How can I change these (any of them) so that the recursion doesn't fill up the stack? I thought my while loop version would achieve this, but apparently not!
let primes max =
let isPrime p x =
let hasDivisor a = (x mod a = 0) in
not (List.exists hasDivisor p) in
let rec generate p test =
if test < max then
let nextTest = test + 2 in
if isPrime p test then generate (test :: p) nextTest
else generate p nextTest
else p in
generate [5; 3; 2] 7;;
This has been my most successful solution insofar as it doesn't immediately overflow the stack when running primes 2000000;;
. However it just sits there consuming CPU; I can only assume it will complete eventually! The following alternatives all have the stack overflow problem:
let primes max =
let rec sieve found toTest =
let h = List.hd toTest
and t = List.tl toTest in
let newPrimes = h :: found
and doesntDivide x = (x mod h <> 0) in
let nonDivisors = List.filter doesntDivide t in
if nonDivisors = [] then newPrimes
else sieve newPrimes nonDivisors in
let rec range a b =
if a > b then []
else a :: range (a + 1) b in
let p = range 2 max in
sieve [] p;;
let primes max =
let rec sieve toTest =
let h = List.hd toTest
and t = List.tl toTest in
let doesntDivide x = (x mod h <> 0) in
let nonDivisors = List.filter doesntDivide t in
if nonDivisors = [] then [h]
else (h :: sieve nonDivisors) in
let rec range a b =
if a > b then []
else a :: range (a + 1) b in
let p = range 2 max in
sieve p;;
let primes max =
let rec range a b =
if a > b then []
else a :: range (a + 1) b in
let tail = ref (range 2 max)
and p = ref [] in
while !tail <> [] do
let h = List.hd !tail
and t = List.tl !tail in
let doesntDivide x = (x mod h <> 0) in
let newTail = ref (List.filter doesntDivide t) in
tail := !newTail;
p := h :: !p
done;
!p;;
Upvotes: 2
Views: 2030
Reputation: 9946
The stack overflows occur because your range function is not tail recursive. One that works is, e.g.
let rec range store a b =
if a > b then store
else range (a :: store) (a + 1) b
in
let p = List.rev (range [] 2 max) in
With that definition, and a format line, gives
$ ocamlopt -o primes2 primes2.ml
$ ./primes2
2
3
5
7
11
13
17
19
23
29
31
37
41
43
47
53
59
...
Since you're learning, I'll give you some unsolicited style comments as well :)
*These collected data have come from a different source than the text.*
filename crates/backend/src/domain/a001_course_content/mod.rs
pub mod repository;
pub mod service;
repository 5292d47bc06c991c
use crate::shared::icons::icon;
use contracts::domain::a001_course_content::aggregate::{ContentKind, CourseContent};
use contracts::domain::common::AggregateId;
use leptos::prelude::*;

#[derive(Clone, Debug, PartialEq)]
pub struct ContentRow {
    pub id: String,
    pub kind: ContentKind,
    pub title: String,
    pub link: Option<String>,
    pub created_at: String,
}

impl From<CourseContent> for ContentRow {
    fn from(c: CourseContent) -> Self {
        let link = match c.kind {
            ContentKind::Video => Some(c.video_url),
            ContentKind::Pdf => Some(c.pdf_url),
            ContentKind::Folder => None,
        }
        .filter(|l| !l.is_empty());

        Self {
            id: c.id.as_string(),
            kind: c.kind,
            title: c.title,
            link,
            created_at: format_timestamp(c.created_at),
        }
    }
}

fn format_timestamp(dt: chrono::DateTime<chrono::Utc>) -> String {
    dt.format("%Y-%m-%d %H:%M:%S").to_string()
}

/// Список контента текущего уровня курса
#[component]
#[allow(non_snake_case)]
pub fn ContentList(#[prop(into)] items: Signal<Vec<CourseContent>>) -> impl IntoView {
    let rows = Memo::new(move |_| {
        items
            .get()
            .into_iter()
            .map(ContentRow::from)
            .collect::<Vec<_>>()
    });

    view! {
        <div class="content-list">
            <Show
                when=move || !rows.with(|r| r.is_empty())
                fallback=|| view! { <div class="content-list__empty">"No content yet"</div> }
            >
                <table class="table">
                    <thead>
                        <tr>
                            <th></th>
                            <th>"Title"</th>
                            <th>"Link"</th>
                            <th>"Created"</th>
                        </tr>
                    </thead>
                    <tbody>
                        <For
                            each=move || rows.get()
                            key=|row| row.id.clone()
                            children=move |row: ContentRow| {
                                view! {
                                    <tr>
                                        <td class="content-list__icon" title=row.kind.label()>
                                            {icon(row.kind.as_str())}
                                        </td>
                                        <td>{row.title}</td>
                                        <td>
                                            {match row.link {
                                                Some(link) => view! {
                                                    <a href=link.clone() target="_blank" rel="noopener">{link.clone()}</a>
                                                }.into_any(),
                                                None => view! { <span>"-"</span> }.into_any(),
                                            }}
                                        </td>
                                        <td>{row.created_at}</td>
                                    </tr>
                                }
                            }
                        />
                    </tbody>
                </table>
            </Show>
        </div>
    }
}
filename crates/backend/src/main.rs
pub mod domain;
pub mod handlers;
pub mod routes;
pub mod shared;

#[tokio::main]
async fn main() -> anyhow::Result<()> {
    use axum::http::{header, Method};
    use axum::middleware;
    use std::net::SocketAddr;
    use tokio::net::TcpListener;
    use tower_http::cors::{Any, CorsLayer};
    use tower_http::services::ServeDir;
    use tracing_subscriber::{layer::SubscriberExt, util::SubscriberInitExt};

    // Создаем директорию для логов
    let log_dir = std::path::Path::new("target").join("logs");
    std::fs::create_dir_all(&log_dir)?;

    let log_file_path = log_dir.join("backend.log");
    let log_file = std::fs::OpenOptions::new()
        .create(true)
        .append(true)
        .open(log_file_path)?;

    tracing_subscriber::registry()
        .with(tracing_subscriber::EnvFilter::new(
            std::env::var("RUST_LOG").unwrap_or_else(|_| "info,tower_http=warn".into()),
        ))
        .with(tracing_subscriber::fmt::layer())
        .with(
            tracing_subscriber::fmt::layer()
                .with_writer(std::sync::Arc::new(log_file))
                .with_ansi(false),
        )
        .init();

    let config = shared::config::load_config()?;
    let state = shared::data::AppState::from_config(&config);
    tracing::info!(
        courses = config.courses.len(),
        uploads = %state.uploads.dir.display(),
        "Content store ready"
    );

    let cors = CorsLayer::new()
        .allow_origin(Any)
        .allow_methods([Method::GET, Method::POST, Method::OPTIONS])
        .allow_headers([header::CONTENT_TYPE, header::ACCEPT]);

    let app = routes::configure_routes(state.clone())
        .nest_service(
            &config.uploads.public_path,
            ServeDir::new(&state.uploads.dir),
        )
        .fallback_service(ServeDir::new("dist"))
        .layer(middleware::from_fn(shared::request_logger::request_logger))
        .layer(cors);

    let addr: SocketAddr = format!("{}:{}", config.server.host, config.server.port).parse()?;

    tracing::info!("Attempting to bind server to http://{}", addr);
    let listener = match TcpListener::bind(addr).await {
        Ok(listener) => {
            tracing::info!("Server successfully bound to {}", addr);
            listener
        }
        Err(e) => {
            if e.kind() == std::io::ErrorKind::AddrInUse {
                tracing::error!(
                    "Error: Port {} is already in use. Please ensure no other process is using this port.",
                    config.server.port
                );
            } else {
                tracing::error!("Failed to bind to {}. Error: {}", addr, e);
            }
            return Err(e.into());
        }
    };

    axum::serve(listener, app).await?;

    Ok(())
}
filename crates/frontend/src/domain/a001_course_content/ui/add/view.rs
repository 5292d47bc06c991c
use super::state::{FormContext, UploadTarget};
use super::view_model::AddContentViewModel;
use crate::domain::a001_course_content::ui::upload::UploadPopup;
use crate::shared::components::ui::{Button, Input, RadioGroup};
use crate::shared::icons::icon;
use crate::shared::toast::ToastService;
use contracts::domain::a001_course_content::aggregate::{ContentKind, ContentRoute};
use leptos::prelude::*;

/// Форма добавления контента в курс.
///
/// With a non-blank `existing_link` the form only edits the course drive link.
/// `on_created` fires once per content item the server accepted; the caller
/// re-fetches whatever it lists.
#[component]
pub fn AddContent(
    #[prop(into)] course_id: String,
    parent_content_id: Option<String>,
    course_title: Option<String>,
    #[prop(optional)] route: ContentRoute,
    existing_link: Option<String>,
    #[prop(optional)] on_created: Option<Callback<()>>,
    #[prop(optional)] on_link_changed: Option<Callback<()>>,
) -> impl IntoView {
    let vm = AddContentViewModel::new(FormContext {
        course_id,
        parent_content_id,
        course_title,
        route,
        existing_link,
    });
    let toasts = use_context::<ToastService>().expect("ToastService not provided in context");

    let link_mode = vm.is_link_mode();
    let loading = vm.is_loading();
    let kind = vm.kind();
    let upload_open = Memo::new(move |_| vm.form.with(|f| f.is_upload_open()));

    let kind_options: Vec<(String, String)> = ContentKind::all()
        .iter()
        .map(|k| (k.as_str().to_string(), k.label().to_string()))
        .collect();

    let upload_button = move |target: UploadTarget| {
        view! {
            <Button
                variant="secondary"
                on_click=Callback::new(move |_| vm.open_upload(target))
            >
                {icon("upload")}
                "Upload"
            </Button>
        }
        .into_any()
    };

    let content_fields = move || {
        view! {
            <Input
                placeholder="Title"
                class="add-content__title"
                value=Signal::derive(move || vm.form.with(|f| f.draft.title.clone()))
                on_input=Callback::new(move |v: String| vm.form.update(|f| f.set_title(v)))
            />
            <Input
                placeholder="Image URL"
                value=Signal::derive(move || vm.form.with(|f| f.draft.thumbnail.clone()))
                on_input=Callback::new(move |v: String| vm.form.update(|f| f.set_thumbnail(v)))
                trailing=upload_button(UploadTarget::Thumbnail)
            />
            {move || match kind.get() {
                ContentKind::Video => view! {
                    <Input
                        placeholder="Video URL"
                        value=Signal::derive(move || vm.form.with(|f| f.draft.video_url.clone()))
                        on_input=Callback::new(move |v: String| vm.form.update(|f| f.set_video_url(v)))
                        trailing=upload_button(UploadTarget::Video)
                    />
                }
                .into_any(),
                ContentKind::Pdf => view! {
                    <Input
                        placeholder="PDF URL"
                        value=Signal::derive(move || vm.form.with(|f| f.draft.pdf_url.clone()))
                        on_input=Callback::new(move |v: String| vm.form.update(|f| f.set_pdf_url(v)))
                    />
                }
                .into_any(),
                ContentKind::Folder => view! { <></> }.into_any(),
            }}
        }
        .into_any()
    };

    let link_fields = move || {
        view! {
            <Input
                placeholder="Google Drive Link"
                value=Signal::derive(move || vm.form.with(|f| f.link.gdlink.clone()))
                on_input=Callback::new(move |v: String| vm.form.update(|f| f.set_gdlink(v)))
            />
        }
        .into_any()
    };

    view! {
        <div class="add-content">
            <aside class="add-content__aside">
                <div class="add-content__heading">
                    {if link_mode { "Change Google drive Link" } else { "Select the Content Mode" }}
                </div>
                {(!link_mode).then(|| view! {
                    <RadioGroup
                        name="content-kind"
                        value=Signal::derive(move || kind.get().as_str().to_string())
                        options=kind_options
                        on_change=Callback::new(move |v: String| vm.select_kind(&v))
                    />
                })}
            </aside>

            <div class="add-content__fields">
                {if link_mode { link_fields() } else { content_fields() }}

                <Button
                    class="add-content__submit"
                    busy=Signal::derive(move || loading.get())
                    on_click=Callback::new(move |_| {
                        vm.submit_command(toasts, on_created, on_link_changed)
                    })
                >
                    {move || if loading.get() { "Submitting" } else { "Submit" }}
                </Button>
            </div>

            <Show when=move || upload_open.get()>
                <UploadPopup
                    on_success=Callback::new(move |url: String| {
                        vm.form.update(|f| f.upload_succeeded(url))
                    })
                    on_close=Callback::new(move |_| vm.form.update(|f| f.close_upload()))
                />
            </Show>
        </div>
    }
}
use serde::{Deserialize, Serialize};

/// Fallback text shown when the server answers without a `message`.
pub const GENERIC_ERROR_MESSAGE: &str = "Something went wrong";

/// Body shape shared by every admin endpoint: `{ "message": "..." }`.
///
/// `message` is optional on decode because failing responses may omit it.
#[derive(Debug, Clone, Default, PartialEq, Eq, Serialize, Deserialize)]
pub struct ApiMessage {
    #[serde(default, skip_serializing_if = "Option::is_none")]
    pub message: Option<String>,
}

impl ApiMessage {
    pub fn new(message: impl Into<String>) -> Self {
        Self {
            message: Some(message.into()),
        }
    }

    /// Message text, or the generic fallback when absent or blank
    pub fn text_or_fallback(&self) -> String {
        self.message
            .as_deref()
            .map(str::trim)
            .filter(|m| !m.is_empty())
            .unwrap_or(GENERIC_ERROR_MESSAGE)
            .to_string()
    }
}

/// Ответ `POST /api/admin/upload`
#[derive(Debug, Clone, PartialEq, Eq, Serialize, Deserialize)]
pub struct UploadResponse {
    pub url: String,
}
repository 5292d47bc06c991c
//! Upload popup used by the Add Content form.
//!
//! The form only learns the resulting URL (`on_success`) or that the popup was
//! dismissed (`on_close`); progress and errors stay inside the popup.

mod model;

use crate::shared::components::ui::Button;
use crate::shared::modal::Modal;
use leptos::prelude::*;
use web_sys::HtmlInputElement;

#[component]
pub fn UploadPopup(on_success: Callback<String>, on_close: Callback<()>) -> impl IntoView {
    let file = RwSignal::new_local(None::<web_sys::File>);
    let busy = RwSignal::new(false);
    let error = RwSignal::new(None::<String>);

    let on_file_change = move |ev: leptos::ev::Event| {
        let input: HtmlInputElement = event_target(&ev);
        file.set(input.files().and_then(|list| list.get(0)));
        error.set(None);
    };

    let start_upload = move |_: leptos::ev::MouseEvent| {
        let Some(selected) = file.get_untracked() else {
            error.set(Some("Choose a file first".to_string()));
            return;
        };
        busy.set(true);
        error.set(None);
        log::info!("Uploading {} ({} bytes)", selected.name(), selected.size());

        wasm_bindgen_futures::spawn_local(async move {
            match model::upload_file(selected).await {
                Ok(url) => on_success.run(url),
                Err(e) => {
                    log::error!("Upload failed: {}", e);
                    error.set(Some(e));
                    busy.set(false);
                }
            }
        });
    };

    view! {
        <Modal title="Upload file" on_close=on_close>
            <div class="upload-popup">
                <input
                    type="file"
                    class="upload-popup__input"
                    on:change=on_file_change
                    disabled=move || busy.get()
                />
                {move || error.get().map(|e| view! { <div class="error">{e}</div> })}
                <div class="upload-popup__actions">
                    <Button
                        busy=Signal::derive(move || busy.get())
                        disabled=Signal::derive(move || file.with(|f| f.is_none()))
                        on_click=Callback::new(start_upload)
                    >
                        {move || if busy.get() { "Uploading" } else { "Upload" }}
                    </Button>
                    <Button variant="ghost" on_click=Callback::new(move |_| on_close.run(()))>
                        "Cancel"
                    </Button>
                </div>
            </div>
        </Modal>
    }
}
Don't use hd and tl. Prefer pattern matching. Then the compiler can tell you the cases you missed. E.g.
let rec sieve found toTest = let h = List.hd toTest and t = List.tl toTest in
would be
let rec sieve found = function
| h :: t -> ...
| [] -> Error handling...
Don't use x = []. Use pattern patching.
match x with | [] -> ... | h::t -> ...
Use anonymous functions rather than short (i.e. <= 1 line) named single use functions:
let doesntDivide x = (x mod h <> 0) in let nonDivisors = List.filter doesntDivide t in
let nonDivisors = List.filter (fun x -> (x mod h <> 0)) t in
Use imperative features sparingly.
Upvotes: 9
Reputation: 17866
Your algorithms that you claim are the Sieve of Eratosthenes actually are not; they use trial division instead of sieving, which is easy to spot by looking for a comparison of a remainder (the mod operator) to zero. Here's a simple implementation of the Sieve of Eratosthenes, in pseudocode instead of Ocaml because it's been a long time since I wrote Ocaml code:
function primes(n)
sieve := makeArray(2..n, True)
for p from 2 to n
if sieve[p]
output p
for i from p*p to n step p
sieve[i] := False
That can be optimized further, though for small limits like n = 2000000 there is little point in doing so; in any case, a sieve will be very much faster than the trial division that you are using. If you're interested in programming with prime numbers, I modestly recommend this essay at my blog.